I have now tried two solo plays of the rules and written them up on this blog here and here. As I have done so, I have been noting down some of my own clarifications and house rule amendments.


It is inevitable with a four page ruleset that there will be a few gaps. Also there are some areas where I wanted a bit more granular period flavour. In the past I have tried British Grenadier, which does have excellent research and period feel, but for my tastes gets a bit bogged down in mechanisms inherited from a Napoleonic ruleset. My compromise is to take the simplicity of Live Free or Die while in places unashamedly stealing some concepts from British Grenadier (and its predecessor Loose Files and American Scramble).
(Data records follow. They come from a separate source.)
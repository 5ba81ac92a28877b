#![allow(clippy::print_stdout)]

use dance::puzzles::sudoku::{board_for, cover_for};
use dance::DancingLinks;

const PUZZLE: [[usize; 9]; 9] = [
    [5, 3, 0, 0, 7, 0, 0, 0, 0],
    [6, 0, 0, 1, 9, 5, 0, 0, 0],
    [0, 9, 8, 0, 0, 0, 0, 6, 0],
    [8, 0, 0, 0, 6, 0, 0, 0, 3],
    [4, 0, 0, 8, 0, 3, 0, 0, 1],
    [7, 0, 0, 0, 2, 0, 0, 0, 6],
    [0, 6, 0, 0, 0, 0, 2, 8, 0],
    [0, 0, 0, 4, 1, 9, 0, 0, 5],
    [0, 0, 0, 0, 8, 0, 0, 7, 9],
];

fn print_board(board: &[Vec<usize>]) {
    println!("-------------------------");
    for rows in board.chunks(3) {
        for row in rows {
            for col in row.chunks(3) {
                print!("| ");
                for num in col {
                    print!("{} ", num);
                }
            }
            println!("|");
        }
        println!("-------------------------");
    }
    println!();
}

fn main() -> dance::Result<()> {
    let board = PUZZLE.iter().map(|row| row.to_vec()).collect::<Vec<_>>();
    let matrix = cover_for(&board)?;

    let mut links = DancingLinks::new(&matrix)?;
    let report = links.all_solutions();

    if report.solutions.len() > 1 {
        println!("Warning: solution is not unique!");
    }

    match report.solutions.first() {
        Some(solution) => print_board(&board_for(solution, 9)),
        None => println!("No solutions found!"),
    }

    println!(
        "{} solution(s), {} nodes searched in {:?}",
        report.stats.solutions, report.stats.visits, report.stats.elapsed
    );

    Ok(())
}
/// Index of a [`Node`] inside the [`DancingLinks`](crate::DancingLinks) arena.
#[derive(Copy, Clone, Debug, Ord, PartialOrd, Eq, PartialEq, Hash)]
pub(crate) struct NodeId(usize);

impl NodeId {
    /// The master head always lives in the first arena slot.
    pub(crate) const HEAD: Self = Self(0);

    pub(crate) const fn new(value: usize) -> Self {
        Self(value)
    }

    pub(crate) const fn index(self) -> usize {
        self.0
    }
}

/// One cell of the toroidal structure: the master head, a column header or
/// a data node.
///
/// `key` is only meaningful on data nodes (the original row index) and
/// `size` only on column headers (the number of live rows in the column).
#[derive(Copy, Clone, Debug, Eq, PartialEq)]
pub(crate) struct Node {
    pub(crate) left: NodeId,
    pub(crate) right: NodeId,
    pub(crate) up: NodeId,
    pub(crate) down: NodeId,
    pub(crate) column: NodeId,
    pub(crate) key: usize,
    pub(crate) size: usize,
}

impl Node {
    /// A node linked to itself on both axes.
    pub(crate) const fn singleton(id: NodeId, key: usize) -> Self {
        Self {
            left: id,
            right: id,
            up: id,
            down: id,
            column: id,
            key,
            size: 0,
        }
    }
}
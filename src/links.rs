//! The toroidal structure and the primitives that splice it.
//!
//! Every node lives in one arena and refers to its neighbours by index, so
//! removing a node from a ring leaves its own links untouched and it can be
//! put back in O(1) later.

use crate::config::ColumnSelection;
use crate::error::MatrixError;
use crate::node::{Node, NodeId};

/// Dancing links representation of a 0/1 matrix.
///
/// Arena layout:
///
/// ```text
/// [ head ] [ column 0 ] [ column 1 ] ... [ data nodes, row by row ... ]
/// ```
///
/// All nodes are allocated by the builder. Searching only relinks them.
#[derive(Clone, Debug)]
pub struct DancingLinks {
    nodes: Vec<Node>,
    columns: Vec<NodeId>,
    rows: usize,
    selection: ColumnSelection,
}

impl DancingLinks {
    /// Builds the structure from a dense boolean matrix, where
    /// `matrix[r][c] == true` means row `r` covers column `c`.
    ///
    /// Row positions are the identifiers reported in solutions. A matrix
    /// whose rows are all empty has zero columns and is trivially solved by
    /// the empty selection.
    pub fn new(matrix: &[Vec<bool>]) -> Result<Self, MatrixError> {
        let first = matrix.first().ok_or(MatrixError::NoRows)?;
        let columns = first.len();

        if let Some((row, found)) = matrix
            .iter()
            .map(Vec::len)
            .enumerate()
            .find(|&(_, len)| len != columns)
        {
            return Err(MatrixError::Ragged {
                row,
                expected: columns,
                found,
            });
        }

        let cells = matrix.iter().flatten().filter(|&&cell| cell).count();
        let mut links = Self::empty(columns, matrix.len(), cells);

        for (key, row) in matrix.iter().enumerate() {
            links.insert_row(
                key,
                row.iter()
                    .enumerate()
                    .filter_map(|(col, &cell)| cell.then_some(col)),
            );
        }

        links.log_built();
        Ok(links)
    }

    /// Builds the structure from rows listing the columns they cover.
    ///
    /// Column indices may come in any order; duplicates within a row are
    /// ignored. Unlike [`DancingLinks::new`] an empty row list is accepted,
    /// since the column count is given explicitly.
    pub fn from_sparse(columns: usize, rows: &[Vec<usize>]) -> Result<Self, MatrixError> {
        for (row, cols) in rows.iter().enumerate() {
            if let Some(&column) = cols.iter().find(|&&col| col >= columns) {
                return Err(MatrixError::ColumnOutOfRange {
                    row,
                    column,
                    columns,
                });
            }
        }

        let cells = rows.iter().map(Vec::len).sum();
        let mut links = Self::empty(columns, rows.len(), cells);

        for (key, row) in rows.iter().enumerate() {
            let mut cols = row.clone();
            cols.sort_unstable();
            cols.dedup();
            links.insert_row(key, cols);
        }

        links.log_built();
        Ok(links)
    }

    /// Uses the given column selection heuristic for subsequent searches.
    #[must_use]
    pub fn with_selection(mut self, selection: ColumnSelection) -> Self {
        self.selection = selection;
        self
    }

    pub fn set_selection(&mut self, selection: ColumnSelection) {
        self.selection = selection;
    }

    pub const fn selection(&self) -> ColumnSelection {
        self.selection
    }

    /// Number of columns of the original matrix.
    pub fn column_count(&self) -> usize {
        self.columns.len()
    }

    /// Number of rows of the original matrix, including empty ones.
    pub const fn row_count(&self) -> usize {
        self.rows
    }

    /// Live row count of an original column, or `None` if there is no such
    /// column.
    pub fn column_size(&self, column: usize) -> Option<usize> {
        self.columns.get(column).map(|&header| self.at(header).size)
    }

    /// Live row counts of every original column, in column order.
    pub fn column_sizes(&self) -> Vec<usize> {
        self.columns
            .iter()
            .map(|&header| self.at(header).size)
            .collect()
    }

    /// Original indices of the columns still in the active ring, in ring
    /// order.
    pub fn active_columns(&self) -> Vec<usize> {
        let mut active = vec![];
        let mut current = self.at(NodeId::HEAD).right;
        while current != NodeId::HEAD {
            active.push(self.at(current).key);
            current = self.at(current).right;
        }
        active
    }

    /// Checks the structural invariants on everything reachable from the
    /// head: each link is mirrored by its neighbour and every active
    /// column's size matches the length of its vertical ring.
    pub fn is_consistent(&self) -> bool {
        let mut header = NodeId::HEAD;
        loop {
            if !self.is_linked(header) {
                return false;
            }

            if header != NodeId::HEAD {
                let mut live = 0;
                let mut row = self.at(header).down;
                while row != header {
                    if self.at(row).column != header {
                        return false;
                    }

                    let mut current = row;
                    loop {
                        if !self.is_linked(current) {
                            return false;
                        }
                        current = self.at(current).right;
                        if current == row {
                            break;
                        }
                    }

                    live += 1;
                    row = self.at(row).down;
                }

                if live != self.at(header).size {
                    return false;
                }
            }

            header = self.at(header).right;
            if header == NodeId::HEAD {
                return true;
            }
        }
    }

    fn is_linked(&self, id: NodeId) -> bool {
        let node = self.at(id);
        self.at(node.left).right == id
            && self.at(node.right).left == id
            && self.at(node.up).down == id
            && self.at(node.down).up == id
    }

    pub(crate) fn at(&self, id: NodeId) -> &Node {
        &self.nodes[id.index()]
    }

    fn at_mut(&mut self, id: NodeId) -> &mut Node {
        &mut self.nodes[id.index()]
    }

    /// Head plus one empty header per column, linked into the active ring.
    fn empty(columns: usize, rows: usize, cells: usize) -> Self {
        let mut links = Self {
            nodes: Vec::with_capacity(1 + columns + cells),
            columns: Vec::with_capacity(columns),
            rows,
            selection: ColumnSelection::default(),
        };

        links.nodes.push(Node::singleton(NodeId::HEAD, 0));

        for col in 0..columns {
            let header = NodeId::new(links.nodes.len());
            links.nodes.push(Node::singleton(header, col));

            let last = links.at(NodeId::HEAD).left;
            links.link_horizontal(last, header);
            links.link_horizontal(header, NodeId::HEAD);
            links.columns.push(header);
        }

        links
    }

    /// Appends one data node per column at the bottom of that column and
    /// closes them into a row ring.
    fn insert_row(&mut self, key: usize, columns: impl IntoIterator<Item = usize>) {
        let mut first = None;
        let mut prev = None;

        for col in columns {
            let header = self.columns[col];
            let node = NodeId::new(self.nodes.len());
            let above = self.at(header).up;

            self.nodes.push(Node {
                left: node,
                right: node,
                up: above,
                down: header,
                column: header,
                key,
                size: 0,
            });

            self.at_mut(above).down = node;
            let column = self.at_mut(header);
            column.up = node;
            column.size += 1;

            match prev {
                Some(prev) => self.link_horizontal(prev, node),
                None => first = Some(node),
            }
            prev = Some(node);
        }

        if let (Some(first), Some(last)) = (first, prev) {
            self.link_horizontal(last, first);
        }
    }

    fn link_horizontal(&mut self, left: NodeId, right: NodeId) {
        self.at_mut(left).right = right;
        self.at_mut(right).left = left;
    }

    fn log_built(&self) {
        log::debug!(
            "built dancing links: {} rows, {} columns, {} nodes",
            self.rows,
            self.columns.len(),
            self.nodes.len()
        );
    }

    /// Removes `column` from the active ring and every row crossing it from
    /// the other columns it touches.
    pub(crate) fn cover(&mut self, column: NodeId) {
        self.detach_column(column);

        let mut row = self.at(column).down;
        while row != column {
            self.detach_row(row);
            row = self.at(row).down;
        }
    }

    /// Exact inverse of [`DancingLinks::cover`]. Must be called in reverse
    /// order of the matching covers.
    pub(crate) fn uncover(&mut self, column: NodeId) {
        let mut row = self.at(column).up;
        while row != column {
            self.attach_row(row);
            row = self.at(row).up;
        }

        self.attach_column(column);
    }

    /// Covers the columns of every other node in `row`, left to right.
    pub(crate) fn cover_row(&mut self, row: NodeId) {
        let mut current = self.at(row).right;
        while current != row {
            self.cover(self.at(current).column);
            current = self.at(current).right;
        }
    }

    /// Undoes [`DancingLinks::cover_row`], right to left.
    pub(crate) fn uncover_row(&mut self, row: NodeId) {
        let mut current = self.at(row).left;
        while current != row {
            self.uncover(self.at(current).column);
            current = self.at(current).left;
        }
    }

    /// Picks the column to branch on, or `None` if no column is left.
    pub(crate) fn select_column(&self) -> Option<NodeId> {
        let first = self.at(NodeId::HEAD).right;
        if first == NodeId::HEAD {
            return None;
        }

        if self.selection == ColumnSelection::FirstActive {
            return Some(first);
        }

        let mut best = first;
        let mut best_size = self.at(first).size;
        let mut current = self.at(first).right;

        while current != NodeId::HEAD && best_size > 0 {
            let size = self.at(current).size;
            if size < best_size {
                best = current;
                best_size = size;
            }
            current = self.at(current).right;
        }

        Some(best)
    }

    fn detach_row(&mut self, node: NodeId) {
        let mut current = self.at(node).right;

        while current != node {
            let Node {
                up,
                down,
                right,
                column,
                ..
            } = *self.at(current);

            self.at_mut(down).up = up;
            self.at_mut(up).down = down;
            self.at_mut(column).size -= 1;

            current = right;
        }
    }

    fn attach_row(&mut self, node: NodeId) {
        let mut current = self.at(node).left;

        while current != node {
            let Node {
                up,
                down,
                left,
                column,
                ..
            } = *self.at(current);

            self.at_mut(column).size += 1;
            self.at_mut(down).up = current;
            self.at_mut(up).down = current;

            current = left;
        }
    }

    fn detach_column(&mut self, column: NodeId) {
        let Node { left, right, .. } = *self.at(column);
        self.at_mut(right).left = left;
        self.at_mut(left).right = right;
    }

    fn attach_column(&mut self, column: NodeId) {
        let Node { left, right, .. } = *self.at(column);
        self.at_mut(right).left = column;
        self.at_mut(left).right = column;
    }
}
I have attached a link to my house rules below. I will also try to explain (justify! excuse!) the main changes and comments. Hopefully this link will stay current and you can see how they adapt as we play more often.

Pre-Measuring

Pre-measuring is definitely allowed at all times. This is a bugbear of mine. I really don’t enjoy rules that ban this, which just results in rewarding players who are skilled at estimating small distances. We aren’t playing a carpenter simulation game.

Bayonet Charges

The rules only allow British units to bayonet charge and they cost 3 command points rather than 2. This is my main challenge to the rules. Bayonet charges were a key part of British doctrine after the initial actions and later in the war were common for the better trained Continentals. Consequently I have reduced the Command Point cost and allowed them for some Continental regiments

For charges generally I like the optional rule for morale tests. This requires units to test to charge vs higher quality troops.

Skirmishers

I am playing the optional evade rules. Also, skirmishers must evade charges by formed troops, and charges may then contact the unit behind them. On the whole I’m not keen on rules that make skirmishers too significant when faced by formed opponents.

Firing

Just some clarifications on Line of Sight and some guidelines on priorities

Movement

Introduce a concept of frontal zones of control so that units can’t just walk across the front of a formed enemy.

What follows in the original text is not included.